I studied all these theologies, wrote papers, attended seminars, and committed my energy and enthusiasm to learning. I look back at it now and am amazed at the people whose lives have touched and influenced mine. Yet, strangely enough, the books or papers did not move my life. The theologies I studied, learned, wrote about, and lectured on did not touch the core of my being—and they have little more to say to me now, for these theologies count on consistency, they depend upon logical belief.

I have never been one who is a consistent believer, but I had learned how to study theology and to write papers. I was a student who played the academic game well. I argued, questioned, doubted, and challenged these new theologies. And as a token woman and a token liberal I flaunted my uniqueness. In fact, I used it to full advantage. But in seminary’s three year’s time I argued on others’ territory, used their categories, and their intellectual grounds for belief. I never once spoke of my own theology, my own belief, my own creed. I realized then, as I do now, that in the world of the orthodox, in the world of tradition, I feel strangely vulnerable. My theology does not speak of the Death of God or Jesus as Liberator. It is not so grandiose; it is not so memorable. Instead my theology is of little epiphanies.

Epiphany—a sudden intuitive perception of insight into the reality or essential meaning of something, usually initiated by some commonplace occurrence. A theology of the commonplace, a theology of intuitive perception. Not intellectual insight, but intuitive perception. An affair of the heart and soul. Not so much of the mind. This theology cannot match forces with crucification and resurrection, or of the miracle of the loaves and the fishes, or the road to Damascus. I cannot relate to the virgin birth or walking on water. And so for years I was and have been silent.
But since I am one of your ministers, I want to share with you my theological perspective, of little Epiphanies. A theology of little things—small memories, tiny events, minuscule moments.

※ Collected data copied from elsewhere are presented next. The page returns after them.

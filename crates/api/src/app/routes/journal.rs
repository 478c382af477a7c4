use std::sync::Arc;

use axum::{
    extract::{Extension, Path, Query},
    http::StatusCode,
    response::{IntoResponse, Response},
    routing::{get, post},
    Json, Router,
};

use cashbook_accounting::NewJournalEntry;
use cashbook_core::JournalEntryId;

use crate::app::services::AppServices;
use crate::app::{dto, errors};
use crate::context::RequestContext;

pub fn router() -> Router {
    Router::new()
        .route("/entries", get(list_entries).post(create_entry))
        .route("/entries/:id", get(get_entry))
        .route("/entries/:id/post", post(post_entry))
}

fn parse_id(raw: &str) -> Result<JournalEntryId, Response> {
    raw.parse().map_err(|_| errors::invalid_id("journal entry"))
}

pub async fn create_entry(
    Extension(services): Extension<Arc<AppServices>>,
    Extension(ctx): Extension<RequestContext>,
    Json(body): Json<NewJournalEntry>,
) -> Result<Response, Response> {
    let user = errors::require_user(&ctx)?;
    let entry = services
        .ledger
        .journal
        .create_entry(body, user)
        .await
        .map_err(errors::ledger_error_to_response)?;
    Ok((StatusCode::CREATED, Json(entry)).into_response())
}

pub async fn list_entries(
    Extension(services): Extension<Arc<AppServices>>,
    Query(query): Query<dto::EntriesQuery>,
) -> Result<Response, Response> {
    let filter = dto::to_entry_filter(query)?;
    let items = services
        .ledger
        .journal
        .list_entries(&filter)
        .await
        .map_err(errors::ledger_error_to_response)?;
    Ok((StatusCode::OK, Json(serde_json::json!({ "items": items }))).into_response())
}

pub async fn get_entry(
    Extension(services): Extension<Arc<AppServices>>,
    Path(id): Path<String>,
) -> Result<Response, Response> {
    let entry = services
        .ledger
        .journal
        .get_entry(parse_id(&id)?)
        .await
        .map_err(errors::ledger_error_to_response)?;
    Ok((StatusCode::OK, Json(entry)).into_response())
}

/// Idempotent: posting a posted entry returns it unchanged.
pub async fn post_entry(
    Extension(services): Extension<Arc<AppServices>>,
    Extension(ctx): Extension<RequestContext>,
    Path(id): Path<String>,
) -> Result<Response, Response> {
    errors::require_user(&ctx)?;
    let entry = services
        .ledger
        .journal
        .post_entry(parse_id(&id)?)
        .await
        .map_err(errors::ledger_error_to_response)?;
    Ok((StatusCode::OK, Json(entry)).into_response())
}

There are many types of little Epiphanies. First there are what I call my daily epiphanies—the tiny moments strung together like the bright shiny beads in Emerson’s essay on “Experience.”
Daily epiphanies. Mine work like this. Each morning when I walk outside to get into my car to drive to work I begin my journey by appreciating the out of doors: trees, leaves-establishing my relationship with the world: spring—garden—delicacy of flowers—winter—shape of snowfall—color and light—summer—rich earth’s bloom.

When I arrive at my office I stop and chat with others and before I start my desk work I call one person just to give them positive regard. This establishes my connection with co-workers and colleagues. My daily epiphanies are small gifts from which I receive much more than I give.
Daily epiphanies—small moments of connection and joy with the world. These moments sustain me through most tragic events of the ministry. These daily epiphanies, small jewels, give my life joy and sparkle. In Emerson’s essay on experience he speaks of life’s experiences as small sparkling beads, strung to earth and reflect light. Like Emerson’s necklace of precious colored beads, epiphanol moments transform my day from just living to living deeply and well. These daily jewels of my life are the tender associations which nurture me to wholeness. I wear them gently; I wonder if those whose lives touch mine realize all these gifts given. Probably not. But I know it.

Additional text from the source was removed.